--- START ---

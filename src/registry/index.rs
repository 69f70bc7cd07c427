//! Project index: logical name → module path.
//!
//! The index is built once per project root by walking the source tree and
//! the installed-dependency directory. File names become logical names
//! (extension stripped, `kebab-case` turned into `camelCase`), so a parameter
//! called `nodeUuid` finds `node-uuid.json` without further configuration.
//!
//! # Walk rules
//!
//! - hidden entries, the dependencies directory and directories matching an
//!   ignore pattern are skipped
//! - only files with an indexed extension are registered
//! - reserved names ([`RESERVED_NAMES`]) are never registered
//! - when two files map to the same name a warning is logged and the one
//!   visited later wins; the walk is sorted by file name, and extra import
//!   directories are walked after the project tree
//!
//! Packages under the dependencies directory are read one level deep (two for
//! `@scope/` directories); each registers the `name` declared in its manifest
//! and points at its `main` entry.

use crate::core::{AutowireError, Result};
use convert_case::{Case, Casing};
use serde::Deserialize;
use std::collections::BTreeMap;
use std::path::{Path, PathBuf};
use tracing::{debug, info, trace, warn};
use walkdir::{DirEntry, WalkDir};

/// Names that files and packages can never register.
pub const RESERVED_NAMES: &[&str] = &["package", "index", "mod"];

/// Settings controlling what the index contains.
#[derive(Debug, Clone)]
pub struct IndexOptions {
    /// File marking a project (or package) root
    pub manifest_file: String,
    /// Directory holding installed packages, relative to the root
    pub dependencies_dir: String,
    /// Indexed file extensions, without the dot
    pub extensions: Vec<String>,
    /// Directory name patterns to skip
    pub ignore: Vec<glob::Pattern>,
}

impl Default for IndexOptions {
    fn default() -> Self {
        Self {
            manifest_file: "package.json".to_string(),
            dependencies_dir: "node_modules".to_string(),
            extensions: vec!["rs".to_string(), "json".to_string(), "toml".to_string()],
            ignore: Vec::new(),
        }
    }
}

impl IndexOptions {
    /// Compile ignore patterns, rejecting invalid globs.
    pub fn with_ignore_patterns<S: AsRef<str>>(mut self, patterns: &[S]) -> Result<Self> {
        self.ignore = patterns
            .iter()
            .map(|p| {
                glob::Pattern::new(p.as_ref()).map_err(|e| {
                    AutowireError::config(format!("invalid ignore pattern '{}': {e}", p.as_ref()))
                })
            })
            .collect::<Result<Vec<_>>>()?;
        Ok(self)
    }

    fn is_indexed_extension(&self, path: &Path) -> bool {
        path.extension()
            .and_then(|e| e.to_str())
            .is_some_and(|ext| self.extensions.iter().any(|allowed| allowed == ext))
    }

    fn is_ignored_dir(&self, name: &str) -> bool {
        name == self.dependencies_dir || self.ignore.iter().any(|p| p.matches(name))
    }
}

/// Manifest fields read from the project and from each installed package.
#[derive(Debug, Clone, Default, Deserialize)]
pub struct PackageManifest {
    /// Declared public name
    pub name: Option<String>,
    /// Entry file, relative to the package directory
    pub main: Option<String>,
}

/// Read a manifest as JSON, or as TOML when the file name ends in `.toml`.
pub fn read_package_manifest(path: &Path) -> Result<PackageManifest> {
    let content = std::fs::read_to_string(path)?;
    if path.extension().is_some_and(|e| e == "toml") {
        Ok(toml::from_str(&content)?)
    } else {
        Ok(serde_json::from_str(&content)?)
    }
}

/// The name → path table produced by [`build_index`].
#[derive(Debug, Clone, Default)]
pub struct NameIndex {
    entries: BTreeMap<String, PathBuf>,
    packages: BTreeMap<String, PathBuf>,
}

impl NameIndex {
    /// Module path registered under `name`.
    pub fn get(&self, name: &str) -> Option<&PathBuf> {
        self.entries.get(name)
    }

    /// Package directory registered under `name`.
    pub fn package_root(&self, name: &str) -> Option<&PathBuf> {
        self.packages.get(name)
    }

    /// All entries, sorted by name.
    pub fn entries(&self) -> impl Iterator<Item = (&String, &PathBuf)> {
        self.entries.iter()
    }

    /// All package roots, sorted by name.
    pub fn packages(&self) -> impl Iterator<Item = (&String, &PathBuf)> {
        self.packages.iter()
    }

    /// Number of entries.
    pub fn len(&self) -> usize {
        self.entries.len()
    }

    /// Whether the index is empty.
    pub fn is_empty(&self) -> bool {
        self.entries.is_empty()
    }

    fn register(&mut self, name: String, path: PathBuf) {
        if RESERVED_NAMES.contains(&name.as_str()) {
            trace!("Skipping reserved name '{}' ({})", name, path.display());
            return;
        }
        if let Some(previous) = self.entries.get(&name) {
            if previous != &path {
                warn!(
                    "Name '{}' maps to both {} and {}; using the latter",
                    name,
                    previous.display(),
                    path.display()
                );
            }
        }
        self.entries.insert(name, path);
    }
}

/// Find the nearest ancestor of `start` holding one of `markers`.
///
/// Falls back to `start` itself when no ancestor qualifies.
pub fn find_project_root(start: &Path, markers: &[&str]) -> PathBuf {
    let mut current = Some(start);
    while let Some(dir) = current {
        if markers.iter().any(|marker| dir.join(marker).is_file()) {
            debug!("Project root for {} is {}", start.display(), dir.display());
            return dir.to_path_buf();
        }
        current = dir.parent();
    }
    debug!("No project marker above {}; using it as root", start.display());
    start.to_path_buf()
}

/// Logical name of a file stem: `node-uuid` → `nodeUuid`.
///
/// Stems without a hyphen are kept as written; hyphenated ones are
/// camel-cased word by word.
pub fn logical_name(stem: &str) -> String {
    if stem.contains('-') {
        stem.from_case(Case::Kebab).to_case(Case::Camel)
    } else {
        stem.to_string()
    }
}

/// Build the index for `root`, then for each extra directory in order.
pub fn build_index(root: &Path, extra_dirs: &[PathBuf], options: &IndexOptions) -> NameIndex {
    let mut index = NameIndex::default();

    scan_tree(root, options, &mut index);
    scan_dependencies(root, options, &mut index);
    for dir in extra_dirs {
        scan_tree(dir, options, &mut index);
    }

    info!(
        "Indexed {} names ({} packages) under {}",
        index.entries.len(),
        index.packages.len(),
        root.display()
    );
    index
}

/// Walk one directory tree into `index`.
pub fn scan_tree(dir: &Path, options: &IndexOptions, index: &mut NameIndex) {
    if !dir.is_dir() {
        warn!("Import directory {} does not exist; skipping", dir.display());
        return;
    }
    debug!("Scanning {}", dir.display());

    let walker = WalkDir::new(dir)
        .follow_links(false)
        .sort_by_file_name()
        .into_iter()
        .filter_entry(|entry| entry.depth() == 0 || !skip_entry(entry, options));

    for entry in walker {
        let entry = match entry {
            Ok(entry) => entry,
            Err(e) => {
                debug!("Skipping unreadable entry under {}: {}", dir.display(), e);
                continue;
            }
        };
        if !entry.file_type().is_file() || !options.is_indexed_extension(entry.path()) {
            continue;
        }
        let Some(stem) = entry.path().file_stem().and_then(|s| s.to_str()) else {
            continue;
        };
        trace!("Indexing {}", entry.path().display());
        index.register(logical_name(stem), entry.path().to_path_buf());
    }
}

fn skip_entry(entry: &DirEntry, options: &IndexOptions) -> bool {
    let name = entry.file_name().to_string_lossy();
    if name.starts_with('.') {
        return true;
    }
    entry.file_type().is_dir() && options.is_ignored_dir(&name)
}

/// Register every installed package under `root`.
pub fn scan_dependencies(root: &Path, options: &IndexOptions, index: &mut NameIndex) {
    let deps_dir = root.join(&options.dependencies_dir);
    for dir in sorted_subdirs(&deps_dir) {
        let dir_name = dir.file_name().map(|n| n.to_string_lossy().into_owned()).unwrap_or_default();
        if dir_name.starts_with('.') {
            continue;
        }
        if dir_name.starts_with('@') {
            for scoped in sorted_subdirs(&dir) {
                register_package(&scoped, options, index);
            }
        } else {
            register_package(&dir, options, index);
        }
    }
}

fn sorted_subdirs(dir: &Path) -> Vec<PathBuf> {
    let Ok(entries) = std::fs::read_dir(dir) else {
        return Vec::new();
    };
    let mut dirs: Vec<PathBuf> =
        entries.filter_map(std::result::Result::ok).map(|e| e.path()).filter(|p| p.is_dir()).collect();
    dirs.sort();
    dirs
}

fn register_package(dir: &Path, options: &IndexOptions, index: &mut NameIndex) {
    let manifest_path = dir.join(&options.manifest_file);
    let manifest = if manifest_path.is_file() {
        match read_package_manifest(&manifest_path) {
            Ok(manifest) => manifest,
            Err(e) => {
                warn!("Ignoring unreadable package manifest {}: {}", manifest_path.display(), e);
                return;
            }
        }
    } else {
        PackageManifest::default()
    };

    let fallback = match (dir.parent().and_then(Path::file_name), dir.file_name()) {
        (Some(scope), Some(name)) if scope.to_string_lossy().starts_with('@') => {
            format!("{}/{}", scope.to_string_lossy(), name.to_string_lossy())
        }
        (_, Some(name)) => name.to_string_lossy().into_owned(),
        _ => return,
    };
    let name = manifest.name.unwrap_or(fallback);
    let entry = dir.join(manifest.main.as_deref().unwrap_or("index"));

    debug!("Package '{}' -> {}", name, entry.display());
    index.packages.insert(name.clone(), dir.to_path_buf());
    index.register(name, entry);
}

--- END ---

What you have to do: Stop after the line containing "and extra import": print exactly the lines from the start of the entries above up to it, that line included.

Exercise answer:
filename src/registry/index.rs
repository 69f70bc7cd07c427
//! Project index: logical name → module path.
//!
//! The index is built once per project root by walking the source tree and
//! the installed-dependency directory. File names become logical names
//! (extension stripped, `kebab-case` turned into `camelCase`), so a parameter
//! called `nodeUuid` finds `node-uuid.json` without further configuration.
//!
//! # Walk rules
//!
//! - hidden entries, the dependencies directory and directories matching an
//!   ignore pattern are skipped
//! - only files with an indexed extension are registered
//! - reserved names ([`RESERVED_NAMES`]) are never registered
//! - when two files map to the same name a warning is logged and the one
//!   visited later wins; the walk is sorted by file name, and extra import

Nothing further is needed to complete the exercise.